▶ _Task requirements_: Your answer should consist of the lines in the data below that contain "UseTarget".

▶ _Available records_:

---+---

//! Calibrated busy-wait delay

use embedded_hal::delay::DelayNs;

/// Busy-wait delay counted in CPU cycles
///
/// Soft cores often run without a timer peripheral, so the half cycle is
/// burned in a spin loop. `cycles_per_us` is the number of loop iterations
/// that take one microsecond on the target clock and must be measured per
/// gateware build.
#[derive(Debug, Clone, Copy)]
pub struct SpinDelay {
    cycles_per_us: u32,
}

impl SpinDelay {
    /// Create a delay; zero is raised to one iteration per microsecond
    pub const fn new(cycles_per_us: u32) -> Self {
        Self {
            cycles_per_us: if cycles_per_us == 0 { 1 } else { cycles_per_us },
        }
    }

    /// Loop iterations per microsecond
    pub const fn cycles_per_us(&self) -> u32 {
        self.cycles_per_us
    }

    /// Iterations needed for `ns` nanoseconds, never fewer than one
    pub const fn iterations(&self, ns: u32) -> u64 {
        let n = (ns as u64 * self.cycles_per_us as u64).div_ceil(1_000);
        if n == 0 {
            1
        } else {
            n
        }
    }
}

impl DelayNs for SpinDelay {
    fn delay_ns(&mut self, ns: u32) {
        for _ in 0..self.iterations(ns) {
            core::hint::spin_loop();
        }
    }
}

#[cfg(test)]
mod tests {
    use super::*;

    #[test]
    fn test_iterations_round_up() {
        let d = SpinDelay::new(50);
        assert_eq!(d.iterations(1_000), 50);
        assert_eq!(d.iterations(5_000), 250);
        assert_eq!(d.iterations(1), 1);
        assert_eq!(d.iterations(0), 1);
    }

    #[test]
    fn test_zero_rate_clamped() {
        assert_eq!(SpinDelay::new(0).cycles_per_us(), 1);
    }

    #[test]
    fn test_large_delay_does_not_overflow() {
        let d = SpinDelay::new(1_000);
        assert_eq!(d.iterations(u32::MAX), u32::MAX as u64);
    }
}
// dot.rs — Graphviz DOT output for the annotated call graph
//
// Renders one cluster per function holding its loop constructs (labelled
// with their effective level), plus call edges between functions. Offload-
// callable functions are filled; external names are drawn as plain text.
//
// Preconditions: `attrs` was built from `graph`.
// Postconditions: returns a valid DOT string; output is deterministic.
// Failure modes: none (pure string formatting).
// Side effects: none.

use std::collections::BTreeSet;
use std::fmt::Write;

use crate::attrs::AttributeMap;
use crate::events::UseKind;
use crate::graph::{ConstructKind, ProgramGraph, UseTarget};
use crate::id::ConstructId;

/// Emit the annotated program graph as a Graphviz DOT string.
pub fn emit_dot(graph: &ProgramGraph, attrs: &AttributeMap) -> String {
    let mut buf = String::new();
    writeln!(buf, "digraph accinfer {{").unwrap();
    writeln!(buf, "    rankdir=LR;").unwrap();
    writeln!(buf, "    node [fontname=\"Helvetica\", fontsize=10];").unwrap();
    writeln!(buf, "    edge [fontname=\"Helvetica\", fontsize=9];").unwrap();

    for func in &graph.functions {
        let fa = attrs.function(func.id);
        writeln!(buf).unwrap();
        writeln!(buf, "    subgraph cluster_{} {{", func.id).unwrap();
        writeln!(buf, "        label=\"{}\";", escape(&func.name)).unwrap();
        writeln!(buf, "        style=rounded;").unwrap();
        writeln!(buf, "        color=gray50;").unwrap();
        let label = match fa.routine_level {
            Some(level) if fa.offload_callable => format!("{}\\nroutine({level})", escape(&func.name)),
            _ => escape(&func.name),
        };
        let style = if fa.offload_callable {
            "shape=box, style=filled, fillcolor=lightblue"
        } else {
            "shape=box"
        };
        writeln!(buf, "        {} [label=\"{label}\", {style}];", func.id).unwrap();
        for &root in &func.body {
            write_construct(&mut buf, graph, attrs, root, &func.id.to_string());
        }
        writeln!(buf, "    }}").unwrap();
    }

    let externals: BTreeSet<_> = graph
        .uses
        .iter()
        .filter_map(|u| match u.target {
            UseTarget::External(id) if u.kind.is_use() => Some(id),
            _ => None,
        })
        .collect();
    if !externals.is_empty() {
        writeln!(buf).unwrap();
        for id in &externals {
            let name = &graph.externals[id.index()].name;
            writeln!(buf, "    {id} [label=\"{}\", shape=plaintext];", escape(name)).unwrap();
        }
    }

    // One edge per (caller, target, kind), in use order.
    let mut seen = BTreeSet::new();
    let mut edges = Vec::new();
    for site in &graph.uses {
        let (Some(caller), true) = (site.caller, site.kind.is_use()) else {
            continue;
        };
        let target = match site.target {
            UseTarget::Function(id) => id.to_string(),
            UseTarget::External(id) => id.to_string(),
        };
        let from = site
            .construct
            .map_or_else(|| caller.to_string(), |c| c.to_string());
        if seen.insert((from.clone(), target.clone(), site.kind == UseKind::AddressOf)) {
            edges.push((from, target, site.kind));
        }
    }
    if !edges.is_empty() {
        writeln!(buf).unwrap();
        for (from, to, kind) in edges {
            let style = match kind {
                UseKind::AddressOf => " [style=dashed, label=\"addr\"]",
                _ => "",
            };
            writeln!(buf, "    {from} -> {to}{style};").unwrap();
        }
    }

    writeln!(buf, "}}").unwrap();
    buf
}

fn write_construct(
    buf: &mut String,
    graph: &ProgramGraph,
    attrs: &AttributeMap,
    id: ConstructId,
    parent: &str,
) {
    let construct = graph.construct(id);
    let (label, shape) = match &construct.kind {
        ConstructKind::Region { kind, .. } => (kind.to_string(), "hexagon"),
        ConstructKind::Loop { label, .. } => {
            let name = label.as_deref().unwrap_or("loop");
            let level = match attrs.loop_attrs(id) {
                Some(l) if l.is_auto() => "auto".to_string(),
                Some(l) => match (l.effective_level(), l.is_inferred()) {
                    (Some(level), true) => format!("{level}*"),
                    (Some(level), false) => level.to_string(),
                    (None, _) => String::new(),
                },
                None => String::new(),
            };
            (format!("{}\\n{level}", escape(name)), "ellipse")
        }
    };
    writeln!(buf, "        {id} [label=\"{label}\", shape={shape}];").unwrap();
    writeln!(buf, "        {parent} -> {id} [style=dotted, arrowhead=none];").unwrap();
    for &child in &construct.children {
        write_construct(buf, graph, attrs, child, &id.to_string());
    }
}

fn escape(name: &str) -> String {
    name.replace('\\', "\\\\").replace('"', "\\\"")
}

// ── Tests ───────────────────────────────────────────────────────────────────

---+---

▶ _Response for this exercise_:
use crate::graph::{ConstructKind, ProgramGraph, UseTarget};
            UseTarget::External(id) if u.kind.is_use() => Some(id),
            UseTarget::Function(id) => id.to_string(),
            UseTarget::External(id) => id.to_string(),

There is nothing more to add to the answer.